Causes of ulceration
Gastric, oesophageal and duodenal ulcers can occur as a result of damage to the protective lining of the gastro-intestinal tract. This damage can occur for a number of reasons but normally is due to;
- infection by Helicobacter. pylori
- regular use of non-steroidal anti-inflammatory medicines or other medicines that can induce GI ulceration (e.g. steroids)
Symptoms of gastric or duodenal ulcers
Symptoms largely depend on the location of the ulcer in the GI tract. If the ulcer is located in the duodenum, pain and discomfort usually presents on an empty stomach or a couple of hours after a meal.

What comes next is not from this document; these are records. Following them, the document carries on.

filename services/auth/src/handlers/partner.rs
use axum::{
    Json,
    extract::{State, rejection::JsonRejection},
    http::StatusCode,
};
use axum_extra::extract::CookieJar;
use serde::{Deserialize, Serialize};

use reelbite_auth_types::cookie::{clear_session_cookie, set_session_cookie};

use crate::domain::types::PartnerAccount;
use crate::error::AuthServiceError;
use crate::handlers::user::{LoginRequest, MessageResponse};
use crate::state::AppState;
use crate::usecase::partner::{
    LoginPartnerUseCase, RegisterPartnerInput, RegisterPartnerUseCase,
};
use crate::usecase::user::LoginInput;

#[derive(Deserialize)]
pub struct RegisterPartnerRequest {
    #[serde(default)]
    pub name: String,
    #[serde(default)]
    pub contact_name: String,
    #[serde(default)]
    pub phone: String,
    #[serde(default)]
    pub email: String,
    #[serde(default)]
    pub password: String,
    #[serde(default)]
    pub address: String,
}

#[derive(Serialize)]
pub struct PartnerBody {
    pub id: String,
    pub name: String,
    pub contact_name: String,
    pub phone: String,
    pub email: String,
    pub address: String,
}

impl From<PartnerAccount> for PartnerBody {
    fn from(account: PartnerAccount) -> Self {
        Self {
            id: account.id.to_string(),
            name: account.name,
            contact_name: account.contact_name,
            phone: account.phone,
            email: account.email,
            address: account.address,
        }
    }
}

#[derive(Serialize)]
pub struct PartnerSessionResponse {
    pub message: &'static str,
    pub food_partner: PartnerBody,
    pub token: String,
}

// ── POST /api/auth/food-partner/register ─────────────────────────────────────

pub async fn register_partner(
    State(state): State<AppState>,
    jar: CookieJar,
    body: Result<Json<RegisterPartnerRequest>, JsonRejection>,
) -> Result<(StatusCode, CookieJar, Json<PartnerSessionResponse>), AuthServiceError> {
    let Json(body) = body.map_err(|_| AuthServiceError::MissingData("body"))?;
    let usecase = RegisterPartnerUseCase {
        repo: state.partner_repo(),
        jwt_secret: state.jwt_secret.clone(),
        bcrypt_cost: state.bcrypt_cost,
    };
    let session = usecase
        .execute(RegisterPartnerInput {
            name: body.name,
            contact_name: body.contact_name,
            phone: body.phone,
            email: body.email,
            password: body.password,
            address: body.address,
        })
        .await?;

    let jar = set_session_cookie(jar, session.token.clone(), state.cookie_secure);
    Ok((
        StatusCode::CREATED,
        jar,
        Json(PartnerSessionResponse {
            message: "food partner registered successfully",
            food_partner: session.account.into(),
            token: session.token,
        }),
    ))
}

// ── POST /api/auth/food-partner/login ────────────────────────────────────────

pub async fn login_partner(
    State(state): State<AppState>,
    jar: CookieJar,
    body: Result<Json<LoginRequest>, JsonRejection>,
) -> Result<(StatusCode, CookieJar, Json<PartnerSessionResponse>), AuthServiceError> {
    let Json(body) = body.map_err(|_| AuthServiceError::MissingData("body"))?;
    let usecase = LoginPartnerUseCase {
        repo: state.partner_repo(),
        jwt_secret: state.jwt_secret.clone(),
    };
    let session = usecase
        .execute(LoginInput {
            email: body.email,
            password: body.password,
        })
        .await?;

    let jar = set_session_cookie(jar, session.token.clone(), state.cookie_secure);
    Ok((
        StatusCode::OK,
        jar,
        Json(PartnerSessionResponse {
            message: "food partner logged in successfully",
            food_partner: session.account.into(),
            token: session.token,
        }),
    ))
}

// ── GET /api/auth/food-partner/logout ────────────────────────────────────────

pub async fn logout_partner(
    State(state): State<AppState>,
    jar: CookieJar,
) -> (StatusCode, CookieJar, Json<MessageResponse>) {
    (
        StatusCode::OK,
        clear_session_cookie(jar, state.cookie_secure),
        Json(MessageResponse {
            message: "food partner logged out successfully",
        }),
    )
}
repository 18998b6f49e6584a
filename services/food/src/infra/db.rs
use anyhow::Context as _;
use chrono::Utc;
use sea_orm::{
    ActiveModelTrait, ActiveValue::Set, ColumnTrait, DatabaseConnection, EntityTrait, IdenStatic,
    JoinType, QueryFilter, QueryOrder, QuerySelect, RelationTrait, TransactionTrait,
    sea_query::Expr,
};

use reelbite_domain::id::{FoodId, PartnerId, UserId};
use reelbite_domain::price::Price;
use reelbite_domain::relation::{RelationKind, ToggleOutcome};
use reelbite_food_schema::{food_partners, food_relations, foods};

use crate::domain::repository::{FoodRepository, PartnerRepository, RelationRepository};
use crate::domain::types::{Food, FoodWithPartner, Partner};
use crate::error::FoodServiceError;

// ── Food repository ──────────────────────────────────────────────────────────

#[derive(Clone)]
pub struct DbFoodRepository {
    pub db: DatabaseConnection,
}

impl FoodRepository for DbFoodRepository {
    async fn list(&self) -> Result<Vec<Food>, FoodServiceError> {
        let models = foods::Entity::find()
            .order_by_desc(foods::Column::CreatedAt)
            .order_by_desc(foods::Column::Id)
            .all(&self.db)
            .await
            .context("list foods")?;
        foods_from_models(models)
    }

    async fn find_by_id(&self, id: FoodId) -> Result<Option<Food>, FoodServiceError> {
        let model = foods::Entity::find_by_id(id.0)
            .one(&self.db)
            .await
            .context("find food by id")?;
        model.map(food_from_model).transpose()
    }

    async fn find_with_partner(
        &self,
        id: FoodId,
    ) -> Result<Option<FoodWithPartner>, FoodServiceError> {
        let row = foods::Entity::find_by_id(id.0)
            .find_also_related(food_partners::Entity)
            .one(&self.db)
            .await
            .context("find food with partner")?;
        let Some((food, partner)) = row else {
            return Ok(None);
        };
        Ok(Some(FoodWithPartner {
            food: food_from_model(food)?,
            partner_name: partner.map(|p| p.name),
        }))
    }

    async fn list_by_partner(&self, partner_id: PartnerId) -> Result<Vec<Food>, FoodServiceError> {
        let models = foods::Entity::find()
            .filter(foods::Column::FoodPartnerId.eq(partner_id.0))
            .order_by_desc(foods::Column::CreatedAt)
            .all(&self.db)
            .await
            .context("list foods by partner")?;
        foods_from_models(models)
    }

    async fn create(&self, food: &Food) -> Result<(), FoodServiceError> {
        foods::ActiveModel {
            id: Set(food.id.0),
            name: Set(food.name.clone()),
            description: Set(food.description.clone()),
            price: Set(food.price.value()),
            video_url: Set(food.video_url.clone()),
            food_partner_id: Set(food.food_partner_id.0),
            like_count: Set(food.like_count),
            saves_count: Set(food.saves_count),
            created_at: Set(food.created_at),
        }
        .insert(&self.db)
        .await
        .context("create food")?;
        Ok(())
    }

    async fn delete(&self, id: FoodId) -> Result<bool, FoodServiceError> {
        let deleted = self
            .db
            .transaction::<_, bool, sea_orm::DbErr>(|txn| {
                Box::pin(async move {
                    food_relations::Entity::delete_many()
                        .filter(food_relations::Column::FoodId.eq(id.0))
                        .exec(txn)
                        .await?;
                    let res = foods::Entity::delete_by_id(id.0).exec(txn).await?;
                    Ok(res.rows_affected > 0)
                })
            })
            .await
            .context("delete food")?;
        Ok(deleted)
    }
}

// ── Relation repository (like / save toggle) ─────────────────────────────────

#[derive(Clone)]
pub struct DbRelationRepository {
    pub db: DatabaseConnection,
}

fn counter_column(kind: RelationKind) -> foods::Column {
    match kind {
        RelationKind::Like => foods::Column::LikeCount,
        RelationKind::Save => foods::Column::SavesCount,
    }
}

impl RelationRepository for DbRelationRepository {
    async fn toggle(
        &self,
        kind: RelationKind,
        user_id: UserId,
        food_id: FoodId,
    ) -> Result<Option<ToggleOutcome>, FoodServiceError> {
        let outcome = self
            .db
            .transaction::<_, Option<ToggleOutcome>, sea_orm::DbErr>(|txn| {
                Box::pin(async move {
                    // SELECT ... FOR UPDATE: toggles of the same food run one at a time.
                    let locked = foods::Entity::find_by_id(food_id.0)
                        .lock_exclusive()
                        .one(txn)
                        .await?;
                    if locked.is_none() {
                        return Ok(None);
                    }

                    let counter = counter_column(kind);
                    let key = (user_id.0, food_id.0, kind.as_i16());
                    let existing = food_relations::Entity::find_by_id(key).one(txn).await?;

                    let active = if existing.is_some() {
                        food_relations::Entity::delete_by_id(key).exec(txn).await?;
                        foods::Entity::update_many()
                            .col_expr(
                                counter,
                                Expr::cust(format!("GREATEST({} - 1, 0)", counter.as_str())),
                            )
                            .filter(foods::Column::Id.eq(food_id.0))
                            .exec(txn)
                            .await?;
                        false
                    } else {
                        food_relations::ActiveModel {
                            user_id: Set(user_id.0),
                            food_id: Set(food_id.0),
                            kind: Set(kind.as_i16()),
                            created_at: Set(Utc::now()),
                        }
                        .insert(txn)
                        .await?;
                        foods::Entity::update_many()
                            .col_expr(counter, Expr::col(counter).add(1))
                            .filter(foods::Column::Id.eq(food_id.0))
                            .exec(txn)
                            .await?;
                        true
                    };

                    let count = foods::Entity::find_by_id(food_id.0)
                        .select_only()
                        .column(counter)
                        .into_tuple::<i64>()
                        .one(txn)
                        .await?
                        .unwrap_or(0);
                    Ok(Some(ToggleOutcome { active, count }))
                })
            })
            .await
            .with_context(|| format!("toggle {kind:?} for food {food_id}"))?;
        Ok(outcome)
    }

    async fn list_saved(&self, user_id: UserId) -> Result<Vec<Food>, FoodServiceError> {
        let models = foods::Entity::find()
            .join(JoinType::InnerJoin, foods::Relation::FoodRelations.def())
            .filter(food_relations::Column::UserId.eq(user_id.0))
            .filter(food_relations::Column::Kind.eq(RelationKind::Save.as_i16()))
            .order_by_desc(food_relations::Column::CreatedAt)
            .all(&self.db)
            .await
            .context("list saved foods")?;
        foods_from_models(models)
    }
}

// ── Partner repository ───────────────────────────────────────────────────────

#[derive(Clone)]
pub struct DbPartnerRepository {
    pub db: DatabaseConnection,
}

impl PartnerRepository for DbPartnerRepository {
    async fn find_by_id(&self, id: PartnerId) -> Result<Option<Partner>, FoodServiceError> {
        let model = food_partners::Entity::find_by_id(id.0)
            .one(&self.db)
            .await
            .context("find food partner by id")?;
        Ok(model.map(|m| Partner {
            id: PartnerId(m.id),
            name: m.name,
            contact_name: m.contact_name,
            phone: m.phone,
            email: m.email,
            address: m.address,
        }))
    }
}

// ── Model mapping ────────────────────────────────────────────────────────────

fn food_from_model(model: foods::Model) -> Result<Food, FoodServiceError> {
    let price = Price::new(model.price)
        .with_context(|| format!("stored price of food {} is invalid", model.id))?;
    Ok(Food {
        id: FoodId(model.id),
        name: model.name,
        description: model.description,
        price,
        video_url: model.video_url,
        food_partner_id: PartnerId(model.food_partner_id),
        like_count: model.like_count,
        saves_count: model.saves_count,
        created_at: model.created_at,
    })
}

fn foods_from_models(models: Vec<foods::Model>) -> Result<Vec<Food>, FoodServiceError> {
    models.into_iter().map(food_from_model).collect()
}
//! Cart persistence.

use std::path::PathBuf;
use std::sync::Mutex;

use anyhow::Context;

use crate::cart::CartItem;

/// Where the cart lives between runs.
pub trait CartStore {
    fn load(&self) -> anyhow::Result<Vec<CartItem>>;
    fn save(&self, items: &[CartItem]) -> anyhow::Result<()>;
}

/// Cart kept as a JSON array in a single file.
pub struct JsonFileCartStore {
    pub path: PathBuf,
}

impl JsonFileCartStore {
    pub fn new(path: impl Into<PathBuf>) -> Self {
        Self { path: path.into() }
    }
}

impl CartStore for JsonFileCartStore {
    fn load(&self) -> anyhow::Result<Vec<CartItem>> {
        if !self.path.exists() {
            return Ok(Vec::new());
        }
        let raw = std::fs::read(&self.path)
            .with_context(|| format!("read cart file {}", self.path.display()))?;
        serde_json::from_slice(&raw)
            .with_context(|| format!("parse cart file {}", self.path.display()))
    }

    fn save(&self, items: &[CartItem]) -> anyhow::Result<()> {
        if let Some(dir) = self.path.parent().filter(|d| !d.as_os_str().is_empty()) {
            std::fs::create_dir_all(dir)
                .with_context(|| format!("create cart directory {}", dir.display()))?;
        }
        let raw = serde_json::to_vec_pretty(items).context("serialize cart")?;
        std::fs::write(&self.path, raw)
            .with_context(|| format!("write cart file {}", self.path.display()))
    }
}

/// Process-local cart, lost on exit.
#[derive(Default)]
pub struct MemoryCartStore {
    items: Mutex<Vec<CartItem>>,
}

impl MemoryCartStore {
    pub fn with_items(items: Vec<CartItem>) -> Self {
        Self {
            items: Mutex::new(items),
        }
    }
}

impl CartStore for MemoryCartStore {
    fn load(&self) -> anyhow::Result<Vec<CartItem>> {
        Ok(self
            .items
            .lock()
            .unwrap_or_else(|e| e.into_inner())
            .clone())
    }

    fn save(&self, items: &[CartItem]) -> anyhow::Result<()> {
        *self.items.lock().unwrap_or_else(|e| e.into_inner()) = items.to_vec();
        Ok(())
    }
}
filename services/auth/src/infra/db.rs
use anyhow::Context as _;
use sea_orm::{
    ActiveModelTrait, ActiveValue::Set, ColumnTrait, DatabaseConnection, DbErr, EntityTrait,
    QueryFilter, SqlErr,
};

use reelbite_auth_schema::{food_partners, users};
use reelbite_domain::id::{PartnerId, UserId};

use crate::domain::repository::{PartnerAccountRepository, UserAccountRepository};
use crate::domain::types::{PartnerAccount, UserAccount};
use crate::error::AuthServiceError;

/// Unique-email violations race past the `find_by_email` pre-check; surface them as conflicts.
fn insert_error(e: DbErr, what: &'static str) -> AuthServiceError {
    match e.sql_err() {
        Some(SqlErr::UniqueConstraintViolation(_)) => AuthServiceError::AccountAlreadyExists,
        _ => AuthServiceError::Internal(anyhow::Error::new(e).context(what)),
    }
}

// ── User accounts ────────────────────────────────────────────────────────────

#[derive(Clone)]
pub struct DbUserAccountRepository {
    pub db: DatabaseConnection,
}

impl UserAccountRepository for DbUserAccountRepository {
    async fn find_by_email(&self, email: &str) -> Result<Option<UserAccount>, AuthServiceError> {
        let model = users::Entity::find()
            .filter(users::Column::Email.eq(email))
            .one(&self.db)
            .await
            .context("find user by email")?;
        Ok(model.map(|m| UserAccount {
            id: UserId(m.id),
            full_name: m.full_name,
            email: m.email,
            password_hash: m.password_hash,
            created_at: m.created_at,
        }))
    }

    async fn create(&self, account: &UserAccount) -> Result<(), AuthServiceError> {
        users::ActiveModel {
            id: Set(account.id.0),
            full_name: Set(account.full_name.clone()),
            email: Set(account.email.clone()),
            password_hash: Set(account.password_hash.clone()),
            created_at: Set(account.created_at),
        }
        .insert(&self.db)
        .await
        .map_err(|e| insert_error(e, "create user"))?;
        Ok(())
    }
}

// ── Partner accounts ─────────────────────────────────────────────────────────

#[derive(Clone)]
pub struct DbPartnerAccountRepository {
    pub db: DatabaseConnection,
}

impl PartnerAccountRepository for DbPartnerAccountRepository {
    async fn find_by_email(
        &self,
        email: &str,
    ) -> Result<Option<PartnerAccount>, AuthServiceError> {
        let model = food_partners::Entity::find()
            .filter(food_partners::Column::Email.eq(email))
            .one(&self.db)
            .await
            .context("find food partner by email")?;
        Ok(model.map(|m| PartnerAccount {
            id: PartnerId(m.id),
            name: m.name,
            contact_name: m.contact_name,
            phone: m.phone,
            email: m.email,
            address: m.address,
            password_hash: m.password_hash,
            created_at: m.created_at,
        }))
    }

    async fn create(&self, account: &PartnerAccount) -> Result<(), AuthServiceError> {
        food_partners::ActiveModel {
            id: Set(account.id.0),
            name: Set(account.name.clone()),
            contact_name: Set(account.contact_name.clone()),
            phone: Set(account.phone.clone()),
            email: Set(account.email.clone()),
            address: Set(account.address.clone()),
            password_hash: Set(account.password_hash.clone()),
            created_at: Set(account.created_at),
        }
        .insert(&self.db)
        .await
        .map_err(|e| insert_error(e, "create food partner"))?;
        Ok(())
    }
}
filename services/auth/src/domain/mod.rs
pub mod repository;
pub mod types;
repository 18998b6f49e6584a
use sea_orm::entity::prelude::*;

/// One uploaded food reel.
/// `like_count` / `saves_count` mirror the number of `food_relations` rows per kind.
#[derive(Clone, Debug, PartialEq, DeriveEntityModel)]
#[sea_orm(table_name = "foods")]
pub struct Model {
    #[sea_orm(primary_key, auto_increment = false)]
    pub id: Uuid,
    pub name: String,
    pub description: String,
    #[sea_orm(column_type = "Double")]
    pub price: f64,
    pub video_url: String,
    #[sea_orm(indexed)]
    pub food_partner_id: Uuid,
    pub like_count: i64,
    pub saves_count: i64,
    pub created_at: chrono::DateTime<chrono::Utc>,
}

#[derive(Copy, Clone, Debug, EnumIter, DeriveRelation)]
pub enum Relation {
    #[sea_orm(
        belongs_to = "super::food_partners::Entity",
        from = "Column::FoodPartnerId",
        to = "super::food_partners::Column::Id"
    )]
    FoodPartner,
    #[sea_orm(has_many = "super::food_relations::Entity")]
    FoodRelations,
}

impl Related<super::food_partners::Entity> for Entity {
    fn to() -> RelationDef {
        Relation::FoodPartner.def()
    }
}

impl Related<super::food_relations::Entity> for Entity {
    fn to() -> RelationDef {
        Relation::FoodRelations.def()
    }
}

impl ActiveModelBehavior for ActiveModel {}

If the ulcer is located in the stomach the pain tends to get worse after meals. An ulcer in the oesophagus can cause dysphagia (difficulty swallowing) or lower chest pain.
The following are all symptoms of a peptic ulcer:
- Nausea and vomiting
- Dull pain in the stomach
When to refer
Patients who present with the following symptoms should be referred urgently to their GP:
- Presence of blood in stool
- Dark/tarry stools
- Unexplained weight loss
1. Lifestyle intervention
- Stop smoking
- Reduce alcohol intake
- Avoid spicy/fatty foods
- Avoid caffeinated and carbonated drinks
2. Drug treatment
- If test for H. pylori is positive, one-week triple therapy eradication regimens can be prescribed (See here for further details).
- There is usually no need to continue anti-secretory treatment after triple therapy eradication regimens but proton pump inhibitors or H2-receptor antagonist may be prescribed for several weeks if the ulcer is large, or if there is potential for perforation and haemorrhage.
- Stop drugs that aggravate/cause ulceration
- Drugs that cause GI irritation should ideally be stopped to allow the ulcer to heal
- Medicines that cause irritation of GI mucosa include (but are not limited to) non-steroidal anti-inflammatory drugs, steroids, serotonin-selective reuptake inhibitors, and many antibiotics
- Antisecretory medications (i.e. PPIs or H2- receptor antagonists) should also be given to promote ulcer healing
Which NSAIDs are most commonly associated with GI ulceration?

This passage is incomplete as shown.